Su hijo mayor, José Ramón, se ha visto involucrado en dos casos de presunto conflicto de interés. El primero fue por haber vivido en 2019 y 2020, junto con su familia, en la casa de un ejecutivo de la compañía petrolera Baker Hughes, que tiene negocios hace tiempo con Pemex, sin que se hallara un vínculo que lo probara. En el proceso de aclaraciones surgieron acusaciones de otro conflicto de interés, cohecho o soborno con el propietario del Grupo Vidanta, muy amigo de López Obrador, pero la Secretaría de la Función Pública no encontró delito que perseguir. A lo que hasta ahora se le puede señalar, no acusar, a José Ramón, es que su vida privada es totalmente opuesta a lo que predica su padre. Pero tener dinero y disfrutarlo no es ilegal. En todo caso, ese es un tema privado que tendrían que saldar padre e hijo para que no lo meta en tantas contradicciones retóricas.
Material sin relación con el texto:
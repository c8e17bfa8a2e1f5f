//! Definition storage.
//!
//! The store is a black-box collaborator: the service only requires atomic
//! per-id get/save/delete on two independent collections, with no cross-id
//! transactions. The bundled implementation keeps everything in memory.

use crate::definition::{MockRequestDefinition, MockResponseDefinition};
use crate::error::StoreError;
use async_trait::async_trait;
use std::collections::HashMap;
use tokio::sync::RwLock;

/// Keyed storage for mock definitions. Response and request definitions
/// live in independent namespaces, so the same id may exist in both.
#[async_trait]
pub trait DefinitionStore: Send + Sync {
    async fn get_response(
        &self,
        mock_id: &str,
    ) -> Result<Option<MockResponseDefinition>, StoreError>;

    /// Save a response definition, replacing any previous one with the id.
    async fn save_response(&self, definition: MockResponseDefinition) -> Result<(), StoreError>;

    /// Delete a response definition, reporting whether one existed.
    async fn delete_response(&self, mock_id: &str) -> Result<bool, StoreError>;

    async fn get_request(
        &self,
        mock_id: &str,
    ) -> Result<Option<MockRequestDefinition>, StoreError>;

    /// Save a request definition, replacing any previous one with the id.
    async fn save_request(&self, definition: MockRequestDefinition) -> Result<(), StoreError>;

    /// Delete a request definition, reporting whether one existed.
    async fn delete_request(&self, mock_id: &str) -> Result<bool, StoreError>;
}

/// In-memory definition store, the default backend.
#[derive(Debug, Default)]
pub struct MemoryStore {
    responses: RwLock<HashMap<String, MockResponseDefinition>>,
    requests: RwLock<HashMap<String, MockRequestDefinition>>,
}

impl MemoryStore {
    pub fn new() -> Self {
        Self::default()
    }
}

#[async_trait]
impl DefinitionStore for MemoryStore {
    async fn get_response(
        &self,
        mock_id: &str,
    ) -> Result<Option<MockResponseDefinition>, StoreError> {
        Ok(self.responses.read().await.get(mock_id).cloned())
    }

    async fn save_response(&self, definition: MockResponseDefinition) -> Result<(), StoreError> {
        self.responses
            .write()
            .await
            .insert(definition.mock_id.clone(), definition);
        Ok(())
    }

    async fn delete_response(&self, mock_id: &str) -> Result<bool, StoreError> {
        Ok(self.responses.write().await.remove(mock_id).is_some())
    }

    async fn get_request(
        &self,
        mock_id: &str,
    ) -> Result<Option<MockRequestDefinition>, StoreError> {
        Ok(self.requests.read().await.get(mock_id).cloned())
    }

    async fn save_request(&self, definition: MockRequestDefinition) -> Result<(), StoreError> {
        self.requests
            .write()
            .await
            .insert(definition.mock_id.clone(), definition);
        Ok(())
    }

    async fn delete_request(&self, mock_id: &str) -> Result<bool, StoreError> {
        Ok(self.requests.write().await.remove(mock_id).is_some())
    }
}
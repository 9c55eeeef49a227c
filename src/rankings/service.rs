use std::collections::BTreeMap;

use sqlx::SqlitePool;

use crate::{
    app::{config::Config, models::api_error::ApiError, util},
    periods::{
        models::node_minting_period::NodeMintingPeriod,
        service::{make_node_minting_periods, uptime_percent},
    },
    receipts::{self, models::receipt::Receipt},
};

use super::models::node_ranking::NodeRanking;

/// Mean uptime over the periods that had any, and how many those were.
pub fn average_uptime(periods: &[NodeMintingPeriod]) -> (f64, usize) {
    let uptimes: Vec<i64> = periods
        .iter()
        .map(|period| period.uptime())
        .filter(|uptime| *uptime > 0)
        .collect();

    if uptimes.is_empty() {
        return (0.0, 0);
    }

    let total: i64 = uptimes.iter().sum();

    (total as f64 / uptimes.len() as f64, uptimes.len())
}

/// Nodes with any uptime, best first. Ties go to the lower node id.
pub fn rank(receipts: Vec<Receipt>, now: i64) -> Vec<NodeRanking> {
    let mut by_node: BTreeMap<u32, Vec<Receipt>> = BTreeMap::new();
    for receipt in receipts {
        by_node.entry(receipt.node_id).or_default().push(receipt);
    }

    let mut rankings: Vec<NodeRanking> = by_node
        .into_iter()
        .filter_map(|(node_id, receipts)| {
            let periods = make_node_minting_periods(node_id, receipts, now);
            let (average, counted) = average_uptime(&periods);

            if average <= 0.0 {
                return None;
            }

            Some(NodeRanking {
                rank: 0,
                node_id,
                average_uptime: average,
                uptime_percent: uptime_percent(average.round() as i64),
                periods_counted: counted,
            })
        })
        .collect();

    rankings.sort_by(|a, b| {
        b.average_uptime
            .total_cmp(&a.average_uptime)
            .then(a.node_id.cmp(&b.node_id))
    });

    for (index, ranking) in rankings.iter_mut().enumerate() {
        ranking.rank = index + 1;
    }

    rankings
}

pub async fn rank_nodes(pool: &SqlitePool, now: i64) -> Result<Vec<NodeRanking>, ApiError> {
    let receipts = receipts::service::get_all_receipts(pool).await?;

    Ok(rank(receipts, now))
}

pub async fn get_top_rankings(top: usize, pool: &SqlitePool) -> Result<Vec<NodeRanking>, ApiError> {
    let mut rankings = rank_nodes(pool, util::time::current_time_in_secs() as i64).await?;
    rankings.truncate(top);

    Ok(rankings)
}

pub fn rankings_table(rankings: &[NodeRanking]) -> String {
    let mut table = format!(
        "Top {} Nodes by Average Uptime:\nRank\tNode ID\t\tAverage Uptime\n----------------------------------\n",
        rankings.len()
    );

    for ranking in rankings {
        table.push_str(&format!(
            "{}\t{}\t\t{:.2}%\n",
            ranking.rank, ranking.node_id, ranking.uptime_percent
        ));
    }

    table
}

/// `rank` subcommand.
pub async fn print_rankings(config: Config, top: usize) -> Result<(), ApiError> {
    let pool = util::sqlx::connect(&config.db_path).await?;
    let rankings = get_top_rankings(top, &pool).await?;

    print!("{}", rankings_table(&rankings));

    Ok(())
}
use crate::app::config::APP_NAME;

const LIVE_RELOAD_SCRIPT: &str = r#"
<script>
(function () {
  let bootId = null;
  setInterval(async function () {
    try {
      const res = await fetch("/live-reload", { cache: "no-store" });
      if (!res.ok) return;
      const id = await res.text();
      if (bootId === null) {
        bootId = id;
      } else if (id !== bootId) {
        location.reload();
      }
    } catch (e) {}
  }, 1000);
})();
</script>
"#;

pub fn layout_template(title: &str, body: &str, live_reload: bool) -> String {
    let script = if live_reload { LIVE_RELOAD_SCRIPT } else { "" };

    format!(
        "<!doctype html>
<html>
<head>
  <meta charset=\"utf-8\">
  <meta name=\"viewport\" content=\"width=device-width, initial-scale=1\">
  <title>{} | {}</title>
  <link rel=\"stylesheet\" href=\"https://cdn.jsdelivr.net/npm/@picocss/pico@2/css/pico.min.css\">
</head>
<body>
  <main class=\"container\">
    <nav>
      <ul><li><strong><a href=\"/\">{}</a></strong></li></ul>
      <ul><li><a href=\"/rankings\">Rankings</a></li></ul>
    </nav>
    <h1>{}</h1>
    {}
  </main>
  {}
</body>
</html>
",
        escape(title),
        APP_NAME,
        APP_NAME,
        escape(title),
        body,
        script
    )
}

pub fn escape(value: &str) -> String {
    let mut escaped = String::with_capacity(value.len());

    for c in value.chars() {
        match c {
            '&' => escaped.push_str("&amp;"),
            '<' => escaped.push_str("&lt;"),
            '>' => escaped.push_str("&gt;"),
            '"' => escaped.push_str("&quot;"),
            '\'' => escaped.push_str("&#39;"),
            _ => escaped.push(c),
        }
    }

    escaped
}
Qué más puede existir para que el Presidente haya pedido que se vaya preparando el blindaje legal para ellos, es algo que no se puede saber, cuando menos por ahora, pero sí es un tema que inquieta a López Obrador. Pero sus hijos no deberían ser los únicos que le preocuparan. El propio Presidente podría enfrentar varios probables delitos. Uno muy notorio y que pasa invisible frente a nuestros ojos es el probable delito de peculado, en cuyo artículo 223 constitucional, en su fracción II, se castiga usar recursos públicos de manera ilícita para denigrar “a cualquier persona”, como sucede diariamente en la mañanera. Otro evidente, donde él es un delincuente confeso, es por omisión, contemplado en el artículo 109 constitucional, al haber ordenado liberar a Ovidio Guzmán, el hijo de Joaquín el Chapo Guzmán, cuya justificación moral quedó anulada al nunca instruir a su gobierno proseguir su búsqueda y captura.
Hay más posibles delitos. Uno por actos pasados, las muertes causadas en niños por la falta de medicamentos para el cáncer, como parte de una política de salud ordenada por él. Otros, para ser analizados dentro del artículo 108 sobre daño patrimonial al Estado y corrupción, por el Tren Maya –además de daños ambientales irreparables– y la refinería Dos Bocas, proyectos derivados de sus ocurrencias, no de análisis de factibilidad y viabilidad, que han casi triplicado sus presupuestos sin que siquiera se conozca en este momento que operarán en los tiempos planeados y darán los resultados ofrecidos, como está sucediendo con el Aeropuerto Felipe Ángeles.
No es casual, ciertamente, la defensa y retórica de López Obrador a favor de Castillo y Fernández. Por precaución o temor, sabe o intuye que en el invierno de 2024 la vida apacible que se decía para sí mismo en su retiro, podría ser todo lo contrario.